Stored records
::::::::::

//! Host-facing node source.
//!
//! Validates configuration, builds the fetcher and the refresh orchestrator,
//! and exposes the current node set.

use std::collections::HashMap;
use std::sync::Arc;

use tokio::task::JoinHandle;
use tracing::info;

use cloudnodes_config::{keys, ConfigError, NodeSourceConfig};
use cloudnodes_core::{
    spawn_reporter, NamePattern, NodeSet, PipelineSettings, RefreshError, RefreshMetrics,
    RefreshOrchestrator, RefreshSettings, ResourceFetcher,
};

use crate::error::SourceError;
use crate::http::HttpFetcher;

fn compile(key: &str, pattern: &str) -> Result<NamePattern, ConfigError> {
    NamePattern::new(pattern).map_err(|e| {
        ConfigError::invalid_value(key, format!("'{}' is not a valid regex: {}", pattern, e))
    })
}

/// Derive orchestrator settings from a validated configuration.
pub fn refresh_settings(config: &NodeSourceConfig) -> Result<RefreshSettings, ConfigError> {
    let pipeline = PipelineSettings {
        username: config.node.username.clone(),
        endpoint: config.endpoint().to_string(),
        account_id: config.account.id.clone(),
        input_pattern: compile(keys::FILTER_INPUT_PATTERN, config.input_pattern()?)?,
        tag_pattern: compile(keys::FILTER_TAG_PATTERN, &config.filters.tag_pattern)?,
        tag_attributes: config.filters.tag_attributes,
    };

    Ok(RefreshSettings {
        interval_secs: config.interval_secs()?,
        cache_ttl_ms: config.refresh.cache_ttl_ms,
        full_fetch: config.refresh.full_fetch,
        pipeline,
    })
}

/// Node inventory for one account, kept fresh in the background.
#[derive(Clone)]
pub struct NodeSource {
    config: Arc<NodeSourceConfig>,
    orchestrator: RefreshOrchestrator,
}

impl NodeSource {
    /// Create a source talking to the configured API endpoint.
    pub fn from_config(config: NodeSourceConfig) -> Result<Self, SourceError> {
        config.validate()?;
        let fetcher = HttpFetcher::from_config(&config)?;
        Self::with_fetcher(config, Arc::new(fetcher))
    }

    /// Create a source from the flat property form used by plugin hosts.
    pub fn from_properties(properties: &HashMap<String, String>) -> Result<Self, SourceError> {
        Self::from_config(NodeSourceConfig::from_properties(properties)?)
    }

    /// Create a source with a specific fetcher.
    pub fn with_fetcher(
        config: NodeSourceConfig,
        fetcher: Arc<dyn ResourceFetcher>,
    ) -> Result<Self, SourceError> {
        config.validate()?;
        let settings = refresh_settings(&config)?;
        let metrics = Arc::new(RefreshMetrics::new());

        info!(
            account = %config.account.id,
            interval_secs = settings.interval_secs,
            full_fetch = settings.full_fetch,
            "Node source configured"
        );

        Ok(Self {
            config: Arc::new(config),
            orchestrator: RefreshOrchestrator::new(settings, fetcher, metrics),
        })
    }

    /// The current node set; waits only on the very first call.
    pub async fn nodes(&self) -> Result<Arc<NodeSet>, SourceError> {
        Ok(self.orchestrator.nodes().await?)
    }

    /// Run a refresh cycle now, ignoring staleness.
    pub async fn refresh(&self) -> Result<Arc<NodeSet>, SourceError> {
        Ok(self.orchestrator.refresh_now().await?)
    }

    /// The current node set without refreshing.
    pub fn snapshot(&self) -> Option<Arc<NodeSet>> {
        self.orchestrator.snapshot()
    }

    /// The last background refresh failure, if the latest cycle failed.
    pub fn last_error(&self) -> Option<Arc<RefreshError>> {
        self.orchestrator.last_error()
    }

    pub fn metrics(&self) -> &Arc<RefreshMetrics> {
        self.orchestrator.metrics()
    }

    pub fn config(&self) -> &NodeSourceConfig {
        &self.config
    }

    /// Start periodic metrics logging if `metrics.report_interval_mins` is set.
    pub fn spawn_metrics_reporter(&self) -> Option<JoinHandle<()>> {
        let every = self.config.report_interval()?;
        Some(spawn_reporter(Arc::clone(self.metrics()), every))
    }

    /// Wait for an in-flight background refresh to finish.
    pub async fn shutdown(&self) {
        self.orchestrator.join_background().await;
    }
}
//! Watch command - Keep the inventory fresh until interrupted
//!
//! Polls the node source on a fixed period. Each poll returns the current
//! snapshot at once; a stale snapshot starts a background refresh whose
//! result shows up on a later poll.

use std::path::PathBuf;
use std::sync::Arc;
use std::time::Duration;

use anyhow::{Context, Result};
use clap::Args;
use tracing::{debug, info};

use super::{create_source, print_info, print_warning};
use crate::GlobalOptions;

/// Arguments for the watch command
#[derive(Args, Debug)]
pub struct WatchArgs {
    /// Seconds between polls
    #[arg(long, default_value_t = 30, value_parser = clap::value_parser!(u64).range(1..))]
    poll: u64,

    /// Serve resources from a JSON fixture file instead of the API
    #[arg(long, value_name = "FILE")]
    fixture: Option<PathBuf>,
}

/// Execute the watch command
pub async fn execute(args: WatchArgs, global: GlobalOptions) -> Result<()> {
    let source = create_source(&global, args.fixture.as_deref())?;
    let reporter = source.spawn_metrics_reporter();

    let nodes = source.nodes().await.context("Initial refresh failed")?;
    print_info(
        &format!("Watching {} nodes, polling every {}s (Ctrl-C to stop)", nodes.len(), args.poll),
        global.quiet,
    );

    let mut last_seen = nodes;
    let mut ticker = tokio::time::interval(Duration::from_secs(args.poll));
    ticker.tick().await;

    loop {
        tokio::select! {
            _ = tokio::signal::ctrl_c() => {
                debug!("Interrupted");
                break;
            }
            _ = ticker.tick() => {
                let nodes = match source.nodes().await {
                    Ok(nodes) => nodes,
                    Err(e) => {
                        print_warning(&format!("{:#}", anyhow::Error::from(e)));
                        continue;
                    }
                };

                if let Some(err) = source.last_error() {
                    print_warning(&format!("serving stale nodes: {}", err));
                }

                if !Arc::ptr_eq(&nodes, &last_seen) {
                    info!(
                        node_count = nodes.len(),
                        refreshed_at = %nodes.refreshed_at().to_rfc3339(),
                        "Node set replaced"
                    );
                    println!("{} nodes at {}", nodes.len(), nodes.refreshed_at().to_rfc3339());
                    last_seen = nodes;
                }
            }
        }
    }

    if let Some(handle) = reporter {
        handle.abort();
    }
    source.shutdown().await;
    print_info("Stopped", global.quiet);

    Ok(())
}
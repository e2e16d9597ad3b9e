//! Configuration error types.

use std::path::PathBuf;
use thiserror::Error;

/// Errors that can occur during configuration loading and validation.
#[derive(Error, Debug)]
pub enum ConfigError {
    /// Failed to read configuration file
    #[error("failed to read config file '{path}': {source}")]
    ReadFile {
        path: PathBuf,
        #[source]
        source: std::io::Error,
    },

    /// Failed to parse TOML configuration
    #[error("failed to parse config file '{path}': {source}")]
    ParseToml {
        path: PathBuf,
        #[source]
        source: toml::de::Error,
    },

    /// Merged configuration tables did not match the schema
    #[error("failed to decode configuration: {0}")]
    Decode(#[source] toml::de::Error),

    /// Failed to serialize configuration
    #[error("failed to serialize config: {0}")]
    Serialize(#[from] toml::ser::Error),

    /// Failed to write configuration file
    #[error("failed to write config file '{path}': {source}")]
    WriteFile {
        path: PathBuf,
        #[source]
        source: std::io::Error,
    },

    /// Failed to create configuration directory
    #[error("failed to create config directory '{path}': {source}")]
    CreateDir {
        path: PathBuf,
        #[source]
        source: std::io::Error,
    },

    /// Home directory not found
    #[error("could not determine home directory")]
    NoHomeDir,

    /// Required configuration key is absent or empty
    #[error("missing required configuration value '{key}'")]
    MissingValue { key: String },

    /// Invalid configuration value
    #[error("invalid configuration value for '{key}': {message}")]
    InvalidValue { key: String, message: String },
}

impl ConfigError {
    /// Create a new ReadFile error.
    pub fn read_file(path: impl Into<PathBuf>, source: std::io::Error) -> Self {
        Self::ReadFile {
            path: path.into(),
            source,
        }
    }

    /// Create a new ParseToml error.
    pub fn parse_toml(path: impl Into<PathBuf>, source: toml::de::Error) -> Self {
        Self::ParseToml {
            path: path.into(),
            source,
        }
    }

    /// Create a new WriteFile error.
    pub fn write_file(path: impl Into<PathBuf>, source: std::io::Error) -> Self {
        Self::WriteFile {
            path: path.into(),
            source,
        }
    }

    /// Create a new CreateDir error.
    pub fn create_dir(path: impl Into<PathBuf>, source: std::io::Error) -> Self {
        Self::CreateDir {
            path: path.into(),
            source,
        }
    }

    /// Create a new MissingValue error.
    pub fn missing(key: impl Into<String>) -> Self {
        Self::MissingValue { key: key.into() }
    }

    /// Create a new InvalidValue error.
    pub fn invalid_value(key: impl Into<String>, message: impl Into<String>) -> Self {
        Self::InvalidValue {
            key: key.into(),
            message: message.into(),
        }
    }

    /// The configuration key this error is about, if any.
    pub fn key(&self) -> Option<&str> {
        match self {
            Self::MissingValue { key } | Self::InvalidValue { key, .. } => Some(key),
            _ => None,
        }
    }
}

::::::::::

Return each line of the data where the word "crate" appears.

◆ **ANSWER FOR THIS EXERCISE**
use crate::error::SourceError;
use crate::http::HttpFetcher;
use crate::GlobalOptions;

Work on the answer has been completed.